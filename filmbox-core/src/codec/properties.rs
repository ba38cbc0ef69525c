//! Codec property maps and typed lookups

use crate::error::FilmboxError;
use serde::{Deserialize, Serialize};

/// String-keyed codec parameters as supplied by configuration
pub type PropertyMap = hashbrown::HashMap<String, PropertyValue>;

/// A single property value
///
/// Integers may also be given as strings in decimal or `0x` hex, which is how
/// 64-bit polynomials usually appear in configuration files.
#[derive(Debug, Clone, PartialEq, Serialize, Deserialize)]
#[serde(untagged)]
pub enum PropertyValue {
    /// Unsigned integer
    UInt(u64),
    /// Signed integer
    Int(i64),
    /// Floating point
    Float(f64),
    /// Boolean flag
    Bool(bool),
    /// Free text
    Str(String),
}

impl PropertyValue {
    /// Interpret as an unsigned 64-bit integer
    pub fn as_u64(&self) -> Option<u64> {
        match self {
            PropertyValue::UInt(v) => Some(*v),
            PropertyValue::Int(v) => u64::try_from(*v).ok(),
            PropertyValue::Str(s) => parse_u64(s),
            PropertyValue::Float(_) | PropertyValue::Bool(_) => None,
        }
    }

    /// Interpret as a string slice
    pub fn as_str(&self) -> Option<&str> {
        match self {
            PropertyValue::Str(s) => Some(s),
            _ => None,
        }
    }
}

impl From<u64> for PropertyValue {
    fn from(v: u64) -> Self {
        PropertyValue::UInt(v)
    }
}

impl From<&str> for PropertyValue {
    fn from(v: &str) -> Self {
        PropertyValue::Str(v.to_string())
    }
}

fn parse_u64(s: &str) -> Option<u64> {
    let s = s.trim();
    match s.strip_prefix("0x").or_else(|| s.strip_prefix("0X")) {
        Some(hex) => u64::from_str_radix(&hex.replace('_', ""), 16).ok(),
        None => s.replace('_', "").parse().ok(),
    }
}

/// Build a [`PropertyMap`] from key/value pairs
pub fn properties<I, K, V>(pairs: I) -> PropertyMap
where
    I: IntoIterator<Item = (K, V)>,
    K: Into<String>,
    V: Into<PropertyValue>,
{
    pairs
        .into_iter()
        .map(|(k, v)| (k.into(), v.into()))
        .collect()
}

/// Required unsigned property; logs and fails when absent or mistyped
pub fn required_u64(
    props: &PropertyMap,
    codec: &'static str,
    key: &'static str,
) -> Result<u64, FilmboxError> {
    match props.get(key) {
        None => {
            #[cfg(feature = "logging")]
            tracing::error!("Requires property '{}' to be set", key);
            Err(FilmboxError::MissingProperty {
                codec,
                property: key,
            })
        }
        Some(value) => value.as_u64().ok_or_else(|| invalid(key, value)),
    }
}

/// Optional unsigned property with a default
pub fn optional_u64(props: &PropertyMap, key: &str, default: u64) -> Result<u64, FilmboxError> {
    match props.get(key) {
        None => Ok(default),
        Some(value) => value.as_u64().ok_or_else(|| invalid(key, value)),
    }
}

fn invalid(key: &str, value: &PropertyValue) -> FilmboxError {
    FilmboxError::InvalidProperty {
        property: key.to_string(),
        reason: format!("expected an unsigned integer, got {:?}", value),
    }
}

#[cfg(test)]
mod tests {
    use super::*;

    #[test]
    fn test_integer_forms() {
        assert_eq!(PropertyValue::UInt(5).as_u64(), Some(5));
        assert_eq!(PropertyValue::Int(-1).as_u64(), None);
        assert_eq!(
            PropertyValue::from("0x42F0_E1EB_A9EA_3693").as_u64(),
            Some(0x42F0_E1EB_A9EA_3693)
        );
        assert_eq!(PropertyValue::from("17").as_u64(), Some(17));
        assert_eq!(PropertyValue::Bool(true).as_u64(), None);
    }

    #[test]
    fn test_required_and_optional() {
        let props = properties([("seed", 3u64)]);
        assert_eq!(required_u64(&props, "crc64", "seed").unwrap(), 3);
        assert_eq!(
            required_u64(&props, "crc64", "polynomial").unwrap_err(),
            FilmboxError::MissingProperty {
                codec: "crc64",
                property: "polynomial"
            }
        );
        assert_eq!(optional_u64(&props, "length", 32).unwrap(), 32);
    }

    #[test]
    fn test_untagged_json() {
        let props: PropertyMap =
            serde_json::from_str(r#"{"polynomial": "0x1B", "seed": 0, "gain": 1.5}"#).unwrap();
        assert_eq!(props["polynomial"].as_u64(), Some(0x1B));
        assert_eq!(props["seed"], PropertyValue::UInt(0));
        assert_eq!(props["gain"], PropertyValue::Float(1.5));
    }
}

# # #

| WHAT YOU NEED TO DO |
When copying the data above, please keep exactly the lines from its first line through the line with "which is how", both ends included, and drop the rest.

| YOUR SOLUTION |
filename filmbox-core/src/codec/properties.rs
repository ba38cbc0ef69525c
//! Codec property maps and typed lookups

use crate::error::FilmboxError;
use serde::{Deserialize, Serialize};

/// String-keyed codec parameters as supplied by configuration
pub type PropertyMap = hashbrown::HashMap<String, PropertyValue>;

/// A single property value
///
/// Integers may also be given as strings in decimal or `0x` hex, which is how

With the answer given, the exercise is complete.